最近では、スプリセル、タシグナといった新しい薬剤が出てきて、完全治癒を目指すことが新たな目標になっています。

グリベックの登場で一変

[慢性骨髄性白血病とは?]
図:慢性骨髄性白血病とは?

永井 正:白血病・悪性リンパ腫がわかる本(法研)より

血液が作られる骨髄の中で、血液細胞の元になる造血幹細胞が腫瘍化して、異常な血液細胞が作られるようになるのが慢性骨髄性白血病です。この病気の治療を大きく変えたのが、2001年から日本で使えるようになった分子標的薬のグリベック()。自治医科大学内科学講座血液学部門准教授の永井正さんはこう語ります。

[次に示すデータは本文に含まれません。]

//! Pipeline counters.
//!
//! Counts are kept locally (they feed the [`BuildSummary`]) and mirrored to
//! the `metrics` facade, which does nothing unless the host installs a
//! recorder.

use std::collections::BTreeMap;
use std::time::Duration;

use chrono::NaiveDateTime;
use metrics::{counter, histogram};

use crate::models::{BuildSummary, EmotionLabel};

/// Counters for one corpus-building run
#[derive(Debug, Clone, Default, PartialEq, Eq)]
pub struct PipelineMetrics {
    /// Dump files fully processed
    pub files_processed: usize,
    /// Records produced by the segmenter
    pub records_seen: u64,
    /// Records dropped by the presence gate
    pub records_without_target_emoji: u64,
    /// Records dropped by the English filter
    pub records_not_english: u64,
    /// Records that passed the gate but produced no label
    pub records_unlabeled: u64,
    /// Rows handed to the sink
    pub rows_written: u64,
    /// Rows handed to the sink, per label
    pub rows_by_label: BTreeMap<EmotionLabel, u64>,
    /// Earliest record timestamp seen
    pub earliest_record: Option<NaiveDateTime>,
    /// Latest record timestamp seen
    pub latest_record: Option<NaiveDateTime>,
}

impl PipelineMetrics {
    /// Record a segmented record and widen the observed time span
    pub fn record_seen(&mut self, timestamp: Option<NaiveDateTime>) {
        self.records_seen += 1;
        if let Some(ts) = timestamp {
            self.earliest_record = Some(self.earliest_record.map_or(ts, |t| t.min(ts)));
            self.latest_record = Some(self.latest_record.map_or(ts, |t| t.max(ts)));
        }
        counter!("emotion_corpus_records_total").increment(1);
    }

    /// Record a record without any target emoji
    pub fn record_without_target_emoji(&mut self) {
        self.records_without_target_emoji += 1;
        counter!("emotion_corpus_records_dropped_total", "reason" => "no_target_emoji").increment(1);
    }

    /// Record a record dropped as non-English
    pub fn record_not_english(&mut self) {
        self.records_not_english += 1;
        counter!("emotion_corpus_records_dropped_total", "reason" => "not_english").increment(1);
    }

    /// Record a record whose glyphs mapped to no emotion
    pub fn record_unlabeled(&mut self) {
        self.records_unlabeled += 1;
        counter!("emotion_corpus_records_dropped_total", "reason" => "unlabeled").increment(1);
    }

    /// Record a row written with `label`
    pub fn record_row(&mut self, label: EmotionLabel) {
        self.rows_written += 1;
        *self.rows_by_label.entry(label).or_default() += 1;
        counter!("emotion_corpus_rows_written_total", "emotion" => label.as_str()).increment(1);
    }

    /// Record a finished dump file
    pub fn record_file(&mut self, duration: Duration) {
        self.files_processed += 1;
        counter!("emotion_corpus_files_processed_total").increment(1);
        histogram!("emotion_corpus_file_duration_seconds").record(duration.as_secs_f64());
    }

    /// Fill the counting fields of a run summary
    #[must_use]
    pub fn to_summary(&self) -> BuildSummary {
        BuildSummary {
            files_processed: self.files_processed,
            records_seen: self.records_seen,
            records_without_target_emoji: self.records_without_target_emoji,
            records_not_english: self.records_not_english,
            records_unlabeled: self.records_unlabeled,
            rows_written: self.rows_written,
            rows_by_label: self.rows_by_label.clone(),
            earliest_record: self.earliest_record,
            latest_record: self.latest_record,
            elapsed_ms: 0,
        }
    }
}
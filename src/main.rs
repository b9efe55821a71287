use std::path::{Path, PathBuf};

use anyhow::{Context, Result};
use clap::{Parser, Subcommand};
use tracing::info;

use emotion_corpus::builder::CorpusBuilder;
use emotion_corpus::config::AppConfig;
use emotion_corpus::corpus;
use emotion_corpus::logging::init_logging;
use emotion_corpus::models::BuildSummary;
use emotion_corpus::validation::InputValidator;

#[derive(Parser)]
#[command(author, version, about, long_about = None)]
struct Cli {
    #[command(subcommand)]
    command: Commands,
}

#[derive(Subcommand)]
enum Commands {
    /// Build the corpus from raw streaming dumps
    Build {
        /// Directory holding the raw dump files
        #[arg(short, long)]
        input_dir: Option<PathBuf>,

        /// File name pattern of the dumps (e.g. "tweets*.txt")
        #[arg(short, long)]
        pattern: Option<String>,

        /// Corpus file to append to
        #[arg(short, long)]
        corpus: Option<PathBuf>,

        /// Keep the unterminated last record of each file
        #[arg(long)]
        keep_trailing: bool,

        /// Drop records detected as another language
        #[arg(long)]
        english_only: bool,

        /// Print the run summary as JSON on stdout
        #[arg(long)]
        json: bool,
    },
    /// Show how often each emotion occurs in the corpus
    Stats {
        /// Corpus file to read
        #[arg(short, long)]
        corpus: Option<PathBuf>,
    },
}

fn main() -> Result<()> {
    // Load configuration
    let config = AppConfig::load()?;

    // Initialize logging
    let log_file = config.logging.file_path.as_deref().map(Path::new);
    let _log_guard = init_logging(Some(config.logging.level.as_str()), log_file, config.logging.format == "json")?;

    // Parse command line arguments
    let cli = Cli::parse();

    match cli.command {
        Commands::Build {
            input_dir,
            pattern,
            corpus,
            keep_trailing,
            english_only,
            json,
        } => {
            let input_dir = input_dir.unwrap_or_else(|| config.input_dir());
            let pattern = pattern.unwrap_or_else(|| config.input.file_pattern.clone());
            let corpus_path = corpus.unwrap_or_else(|| config.corpus_path());

            let mut options = config.build_options();
            options.segmenter.emit_trailing |= keep_trailing;
            options.require_english |= english_only;

            let summary = build_corpus(&input_dir, &pattern, &corpus_path, options)?;
            if json {
                print_summary_json(&summary)?;
            }
        },
        Commands::Stats { corpus } => {
            let corpus_path = corpus.unwrap_or_else(|| config.corpus_path());
            show_frequency(&corpus_path)?;
        },
    }

    Ok(())
}

/// Append every matching dump in `input_dir` to the corpus
fn build_corpus(
    input_dir: &Path, pattern: &str, corpus_path: &Path, options: emotion_corpus::BuildOptions,
) -> Result<BuildSummary> {
    InputValidator::validate_file_pattern(pattern)?;
    InputValidator::validate_corpus_path(corpus_path)?;

    info!(
        input_dir = %input_dir.display(),
        pattern,
        corpus = %corpus_path.display(),
        "Starting corpus build"
    );

    let builder = CorpusBuilder::new(options)?;
    let summary = builder
        .build_into_store(input_dir, pattern, corpus_path)
        .with_context(|| format!("Failed to build corpus store {}", corpus_path.display()))?;
    info!(
        rows = summary.rows_written,
        records = summary.records_seen,
        "Wrote rows to {}",
        corpus_path.display()
    );
    Ok(summary)
}

/// Log the label frequencies of a corpus, most common first
fn show_frequency(corpus_path: &Path) -> Result<()> {
    InputValidator::validate_corpus_path(corpus_path)?;
    let frequency = corpus::emotion_frequency(corpus_path)
        .with_context(|| format!("Failed to read corpus store {}", corpus_path.display()))?;

    let total: usize = frequency.iter().map(|(_, count)| count).sum();
    info!("Corpus holds {} rows", total);
    for (label, count) in frequency {
        info!("{label}: {count}");
    }
    Ok(())
}

#[allow(clippy::print_stdout)]
fn print_summary_json(summary: &BuildSummary) -> Result<()> {
    println!("{}", serde_json::to_string_pretty(summary)?);
    Ok(())
}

「私が血液内科に入ったころは、慢性骨髄性白血病は"死"を意識せざるをえない病気でした。それがグリベックのおかげで、文字通り慢性の病気、すなわち"亡くならない病気"に変わっています」

慢性骨髄性白血病は慢性期、移行期、急性期に分けられます。多くは慢性期で見つかりますが、何も治療しないでいると3~5年の慢性期のあと、移行期(6~9カ月)を経て、急性転化といって急性期に進展します。急性期になると治療成績は極めて悪くなります。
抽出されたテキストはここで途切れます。